* _TASK DIRECTIONS_
From the entries below, list each line with "ServerError".

----- DATASET ENTRIES

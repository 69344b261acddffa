//! Transport-agnostic request handling.
//!
//! A transport (HTTP, CLI, queue consumer) hands an upload body and its declared content type to
//! [`MatrixService`], naming one of the [`Operation`]s. The service validates the body, runs the
//! transform, reports the outcome to the configured observer, and returns either a typed result
//! ([`MatrixService::execute`]) or a serializable [`Response`] ([`MatrixService::handle`]).
//! Streaming transports use [`MatrixService::execute_reader`] and [`MatrixService::handle_reader`],
//! where a failed read surfaces as [`MatrixError::Io`].

use std::fmt;
use std::io::Read;
use std::sync::Arc;

use serde::Serialize;

use crate::error::{ErrorKind, FailureClass, MatrixError, MatrixResult};
use crate::ingestion::parse_csv;
use crate::observability::{GridStats, MatrixObserver, ObservationContext, Severity};
use crate::processing::{flatten, multiply, render, sum, transpose};
use crate::types::Grid;

/// Body value numeric operations return on any failure.
///
/// Only ever appears in [`Response::body`]; check [`Response::failure`] to tell it apart from a
/// real result of `-1`.
pub const NUMERIC_FAILURE_SENTINEL: i32 = -1;

/// Named request operations.
#[derive(Debug, Clone, Copy, PartialEq, Eq, Hash, Serialize)]
#[serde(rename_all = "snake_case")]
pub enum Operation {
    /// Canonical re-rendering of the submitted grid.
    Echo,
    /// Transpose, then render.
    Invert,
    /// Row-major, comma-joined cells.
    Flatten,
    /// Sum of all cells.
    Sum,
    /// Product of all cells.
    Multiply,
}

impl Operation {
    pub const ALL: [Operation; 5] = [
        Operation::Echo,
        Operation::Invert,
        Operation::Flatten,
        Operation::Sum,
        Operation::Multiply,
    ];

    /// Parse an operation from its endpoint name (case-insensitive, optional leading `/`).
    pub fn from_name(name: &str) -> Option<Self> {
        let name = name.strip_prefix('/').unwrap_or(name);
        Self::ALL
            .into_iter()
            .find(|op| op.as_str().eq_ignore_ascii_case(name))
    }

    pub fn as_str(self) -> &'static str {
        match self {
            Operation::Echo => "echo",
            Operation::Invert => "invert",
            Operation::Flatten => "flatten",
            Operation::Sum => "sum",
            Operation::Multiply => "multiply",
        }
    }

    /// Whether the operation produces a number rather than text.
    pub fn is_numeric(self) -> bool {
        matches!(self, Operation::Sum | Operation::Multiply)
    }
}

impl fmt::Display for Operation {
    fn fmt(&self, f: &mut fmt::Formatter<'_>) -> fmt::Result {
        f.write_str(self.as_str())
    }
}

/// Successful operation output.
#[derive(Debug, Clone, PartialEq, Eq, Serialize)]
#[serde(untagged)]
pub enum Body {
    Text(String),
    Number(i32),
}

/// Outcome class of a [`Response`].
#[derive(Debug, Clone, Copy, PartialEq, Eq, Serialize)]
#[serde(rename_all = "snake_case")]
pub enum Status {
    Ok,
    ClientError,
    ServerError,
}

/// Structured description of a failed request.
#[derive(Debug, Clone, PartialEq, Eq, Serialize)]
pub struct Failure {
    pub kind: ErrorKind,
    pub message: String,
    #[serde(skip_serializing_if = "Option::is_none")]
    pub row: Option<usize>,
    #[serde(skip_serializing_if = "Option::is_none")]
    pub column: Option<usize>,
}

impl From<&MatrixError> for Failure {
    fn from(err: &MatrixError) -> Self {
        let violation = err.violation();
        Self {
            kind: err.kind(),
            message: err.to_string(),
            row: violation.and_then(|v| v.row()),
            column: violation.and_then(|v| v.column()),
        }
    }
}

/// Boundary representation of one request's outcome.
#[derive(Debug, Clone, PartialEq, Eq, Serialize)]
pub struct Response {
    pub status: Status,
    pub body: Body,
    #[serde(skip_serializing_if = "Option::is_none")]
    pub failure: Option<Failure>,
}

impl Response {
    /// Build the response for `operation` from its typed result.
    ///
    /// Text operations put the failure message in the body. Numeric operations put
    /// [`NUMERIC_FAILURE_SENTINEL`] there.
    pub fn from_result(operation: Operation, result: &MatrixResult<Body>) -> Self {
        match result {
            Ok(body) => Self {
                status: Status::Ok,
                body: body.clone(),
                failure: None,
            },
            Err(err) => {
                let status = match err.class() {
                    FailureClass::Client => Status::ClientError,
                    FailureClass::Server => Status::ServerError,
                };
                let body = if operation.is_numeric() {
                    Body::Number(NUMERIC_FAILURE_SENTINEL)
                } else {
                    Body::Text(err.to_string())
                };
                Self {
                    status,
                    body,
                    failure: Some(Failure::from(err)),
                }
            }
        }
    }

    pub fn is_ok(&self) -> bool {
        self.status == Status::Ok
    }

    pub fn to_json(&self) -> serde_json::Result<String> {
        serde_json::to_string(self)
    }
}

/// Options controlling [`MatrixService`] behavior.
///
/// Use [`Default`] for common cases.
#[derive(Clone)]
pub struct ServiceOptions {
    /// Optional observer for logging/alerts.
    pub observer: Option<Arc<dyn MatrixObserver>>,
    /// Severity threshold at which `on_alert` is invoked.
    pub alert_at_or_above: Severity,
}

impl fmt::Debug for ServiceOptions {
    fn fmt(&self, f: &mut fmt::Formatter<'_>) -> fmt::Result {
        f.debug_struct("ServiceOptions")
            .field("observer_set", &self.observer.is_some())
            .field("alert_at_or_above", &self.alert_at_or_above)
            .finish()
    }
}

impl Default for ServiceOptions {
    fn default() -> Self {
        Self {
            observer: None,
            alert_at_or_above: Severity::Critical,
        }
    }
}

/// Stateless request handler. Holds only configuration; share one instance freely.
#[derive(Debug, Clone, Default)]
pub struct MatrixService {
    options: ServiceOptions,
}

impl MatrixService {
    pub fn new(options: ServiceOptions) -> Self {
        Self { options }
    }

    pub fn options(&self) -> &ServiceOptions {
        &self.options
    }

    /// Validate and render the grid back in canonical form.
    pub fn echo(&self, input: Option<&[u8]>, content_type: Option<&str>) -> MatrixResult<String> {
        self.run(Operation::Echo, input, content_type, |g| Ok(render(g)))
    }

    /// Validate, transpose, and render.
    pub fn invert(&self, input: Option<&[u8]>, content_type: Option<&str>) -> MatrixResult<String> {
        self.run(Operation::Invert, input, content_type, |g| Ok(render(&transpose(g))))
    }

    pub fn flatten(
        &self,
        input: Option<&[u8]>,
        content_type: Option<&str>,
    ) -> MatrixResult<String> {
        self.run(Operation::Flatten, input, content_type, |g| Ok(flatten(g)))
    }

    pub fn sum(&self, input: Option<&[u8]>, content_type: Option<&str>) -> MatrixResult<i32> {
        self.run(Operation::Sum, input, content_type, |g| Ok(sum(g)?))
    }

    pub fn multiply(&self, input: Option<&[u8]>, content_type: Option<&str>) -> MatrixResult<i32> {
        self.run(Operation::Multiply, input, content_type, |g| Ok(multiply(g)?))
    }

    /// Run `operation` on the upload and return its typed result.
    pub fn execute(
        &self,
        operation: Operation,
        input: Option<&[u8]>,
        content_type: Option<&str>,
    ) -> MatrixResult<Body> {
        self.run(operation, input, content_type, |g| apply(operation, g))
    }

    /// Run `operation` and collapse the outcome into a [`Response`].
    pub fn handle(
        &self,
        operation: Operation,
        input: Option<&[u8]>,
        content_type: Option<&str>,
    ) -> Response {
        Response::from_result(operation, &self.execute(operation, input, content_type))
    }

    /// Like [`Self::execute`], but reads the upload from a stream first.
    ///
    /// A read failure is reported to the observer as `Critical` and returned as
    /// [`MatrixError::Io`].
    pub fn execute_reader<R: Read>(
        &self,
        operation: Operation,
        mut reader: R,
        content_type: Option<&str>,
    ) -> MatrixResult<Body> {
        let mut buf = Vec::new();
        match reader.read_to_end(&mut buf) {
            Ok(_) => self.execute(operation, Some(buf.as_slice()), content_type),
            Err(e) => {
                let err = MatrixError::from(e);
                let ctx = ObservationContext {
                    operation,
                    content_type: content_type.map(str::to_owned),
                    input_bytes: buf.len(),
                };
                self.report_failure(&ctx, &err);
                Err(err)
            }
        }
    }

    /// Like [`Self::handle`], but reads the upload from a stream first.
    pub fn handle_reader<R: Read>(
        &self,
        operation: Operation,
        reader: R,
        content_type: Option<&str>,
    ) -> Response {
        Response::from_result(
            operation,
            &self.execute_reader(operation, reader, content_type),
        )
    }

    /// Parse the upload, apply `transform`, and report the outcome.
    ///
    /// When an observer is configured, this reports:
    ///
    /// - `on_success` with the grid shape
    /// - `on_failure` with a computed severity
    /// - `on_alert` when that severity is >= `options.alert_at_or_above`
    fn run<T, F>(
        &self,
        operation: Operation,
        input: Option<&[u8]>,
        content_type: Option<&str>,
        transform: F,
    ) -> MatrixResult<T>
    where
        F: FnOnce(&Grid) -> MatrixResult<T>,
    {
        let result = parse_csv(input, content_type).and_then(|grid| {
            let out = transform(&grid)?;
            Ok((out, GridStats::of(&grid)))
        });

        if let Some(obs) = self.options.observer.as_ref() {
            let ctx = ObservationContext {
                operation,
                content_type: content_type.map(str::to_owned),
                input_bytes: input.map_or(0, <[u8]>::len),
            };
            match &result {
                Ok((_, stats)) => obs.on_success(&ctx, *stats),
                Err(e) => self.report_failure(&ctx, e),
            }
        }

        result.map(|(out, _)| out)
    }

    fn report_failure(&self, ctx: &ObservationContext, error: &MatrixError) {
        if let Some(obs) = self.options.observer.as_ref() {
            let sev = severity_for_error(error);
            obs.on_failure(ctx, sev, error);
            if sev >= self.options.alert_at_or_above {
                obs.on_alert(ctx, sev, error);
            }
        }
    }
}

fn apply(operation: Operation, grid: &Grid) -> MatrixResult<Body> {
    Ok(match operation {
        Operation::Echo => Body::Text(render(grid)),
        Operation::Invert => Body::Text(render(&transpose(grid))),
        Operation::Flatten => Body::Text(flatten(grid)),
        Operation::Sum => Body::Number(sum(grid)?),
        Operation::Multiply => Body::Number(multiply(grid)?),
    })
}

fn severity_for_error(e: &MatrixError) -> Severity {
    match e {
        MatrixError::InvalidFile { .. } | MatrixError::InvalidMatrix(_) => Severity::Warning,
        MatrixError::Overflow(_) => Severity::Error,
        MatrixError::Io(_) => Severity::Critical,
    }
}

----------

* _WRITTEN RESPONSE_
    ServerError,
                    FailureClass::Server => Status::ServerError,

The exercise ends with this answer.